What is the slope of the tangent line of x^2/e^(x-y)= C , where C is an arbitrary constant, at (-2,1)?

Oct 18, 2016

$y = 2 x + 5$

Explanation:

${x}^{2} / \left({e}^{x - y}\right) = C$
$\therefore {x}^{2} = C {e}^{x - y}$
$\therefore {x}^{2} = C {e}^{x} {e}^{-} y$

Differentiating implicitly involves differentiating everything wrt $x$ and using the chain rule and product rule:

So, $\frac{d}{\mathrm{dx}} \left({x}^{2}\right) = \frac{d}{\mathrm{dx}} \left(C {e}^{x} {e}^{-} y\right)$
$\therefore 2 x = C \frac{d}{\mathrm{dx}} \left({e}^{x} {e}^{-} y\right)$
$\therefore 2 x = C \left({e}^{x} \frac{d}{\mathrm{dx}} {e}^{-} y + {e}^{-} y \frac{d}{\mathrm{dx}} {e}^{x}\right)$ using the product rule
$\therefore 2 x = C \left({e}^{x} \frac{d}{\mathrm{dy}} {e}^{-} y \frac{\mathrm{dy}}{\mathrm{dx}} + {e}^{-} y {e}^{x}\right)$ using the chain rule
$\therefore 2 x = C \left(- {e}^{x} {e}^{-} y \frac{\mathrm{dy}}{\mathrm{dx}} + {e}^{-} y {e}^{x}\right)$
$\therefore 2 x = {x}^{2} / \left({e}^{x - y}\right) \left(- {e}^{x} {e}^{-} y \frac{\mathrm{dy}}{\mathrm{dx}} + {e}^{-} y {e}^{x}\right)$

We don't need an explicit expression for $\frac{\mathrm{dy}}{\mathrm{dx}}$ so don't attempt to simplify further. We can just substitute $x = - 2$ and $y = 1$, to find $\frac{\mathrm{dy}}{\mathrm{dx}}$ at that value.

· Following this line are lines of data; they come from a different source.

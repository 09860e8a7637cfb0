//! UI rendering for the Flappy Bird play screen.

use crate::ui::game_common::{
    create_play_layout, render_crash_banner, render_info_panel, render_status_bar, InfoRow,
    StatusBar,
};
use crate::ui::terminal_surface::TerminalSurface;
use flappy::core::Session;
use ratatui::{layout::Rect, style::Color, widgets::Paragraph, Frame};

/// Render the Flappy Bird game scene.
pub fn render_flappy(frame: &mut Frame, area: Rect, session: &Session, best: u32) {
    let crashed = session.is_game_over();
    let layout = create_play_layout(frame, area, crashed);

    let surface = render_play_area(frame, layout.field, session);
    let status = match surface.game_over {
        Some(_) => StatusBar::Crashed {
            final_score: surface.score,
        },
        None => StatusBar::Flying {
            score: surface.score,
        },
    };
    render_status_bar(frame, layout.status_bar, status);
    render_info_panel(frame, layout.info_panel, "Flappy", &info_rows(session, best));

    if let Some(cause) = surface.game_over {
        render_crash_banner(frame, layout.field, cause.description(), surface.score);
    }
}

/// Paint the world into a character grid the size of the play area.
fn render_play_area(frame: &mut Frame, area: Rect, session: &Session) -> TerminalSurface {
    let mut surface = TerminalSurface::new(area.width, area.height);
    session.simulation().render(&mut surface);

    if area.width > 0 && area.height > 0 {
        frame.render_widget(Paragraph::new(surface.lines()), area);
    }
    surface
}

fn info_rows(session: &Session, best: u32) -> Vec<InfoRow> {
    let sim = session.simulation();
    let config = sim.config();
    vec![
        InfoRow::Stat {
            label: "Score",
            value: sim.score().to_string(),
            color: Color::White,
        },
        InfoRow::Stat {
            label: "Best",
            value: best.max(sim.score()).to_string(),
            color: Color::Yellow,
        },
        InfoRow::Spacer,
        InfoRow::Stat {
            label: "Gap",
            value: format!("{}px", config.pipe_gap),
            color: Color::Green,
        },
        InfoRow::Stat {
            label: "Speed",
            value: format!("{}px/tick", config.pipe_speed),
            color: Color::Green,
        },
        InfoRow::Stat {
            label: "Velocity",
            value: format!("{:+}", sim.bird().velocity),
            color: Color::Yellow,
        },
    ]
}

#[cfg(test)]
mod tests {
    use super::*;
    use flappy::core::{Bird, Simulation, WorldConfig};
    use ratatui::{backend::TestBackend, Terminal};

    fn screen_text(session: &Session) -> String {
        let mut terminal = Terminal::new(TestBackend::new(100, 30)).unwrap();
        terminal
            .draw(|frame| render_flappy(frame, frame.size(), session, 3))
            .unwrap();
        terminal
            .backend()
            .buffer()
            .content
            .iter()
            .map(|cell| cell.symbol())
            .collect()
    }

    #[test]
    fn test_playing_screen_shows_controls() {
        let session = Session::new(Simulation::new(WorldConfig::default(), 2).unwrap());
        let text = screen_text(&session);
        assert!(text.contains("Score: 0"));
        assert!(text.contains("[Space/Up] Flap"));
        assert!(!text.contains("Restart?"));
    }

    #[test]
    fn test_crashed_screen_prompts_for_restart() {
        let mut sim = Simulation::new(WorldConfig::default(), 2).unwrap();
        sim.set_bird(Bird::new(520, 4));
        sim.tick();
        let session = Session::new(sim);

        let text = screen_text(&session);
        assert!(text.contains("Restart? [Y]es / [N]o"));
        assert!(text.contains("You hit the ground."));
    }
}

So, at $\left(- 2 , 1\right)$ we have:
$\therefore 2 x = {x}^{2} / \left({e}^{x - y}\right) \left(- {e}^{x} {e}^{-} y \frac{\mathrm{dy}}{\mathrm{dx}} + {e}^{-} y {e}^{x}\right)$
$\therefore 2 \left(- 2\right) = {\left(- 2\right)}^{2} / \left({e}^{- 2 - 1}\right) \left(- {e}^{-} 2 {e}^{-} 1 \frac{\mathrm{dy}}{\mathrm{dx}} + {e}^{-} 1 {e}^{-} 2\right)$
$\therefore - 4 = \frac{4}{{e}^{-} 3} \left(- {e}^{-} 3 \frac{\mathrm{dy}}{\mathrm{dx}} + {e}^{-} 3\right)$
$\therefore - 4 = 4 \left(- \frac{\mathrm{dy}}{\mathrm{dx}} + 1\right)$
$\therefore - \frac{\mathrm{dy}}{\mathrm{dx}} + 1 = - 1$
$\therefore \frac{\mathrm{dy}}{\mathrm{dx}} = 2$

So the tangent passes through $\left(- 2 , 1\right)$ and has slope $m = 2$ so we use the formula $y - {y}_{1} = m \left(x - {x}_{1}\right)$ to get the equation:

$y - 1 = 2 \left(x - - 2\right)$
$\therefore y - 1 = 2 \left(x + 2\right)$
$\therefore y - 1 = 2 x + 4$
$\therefore y = 2 x + 5$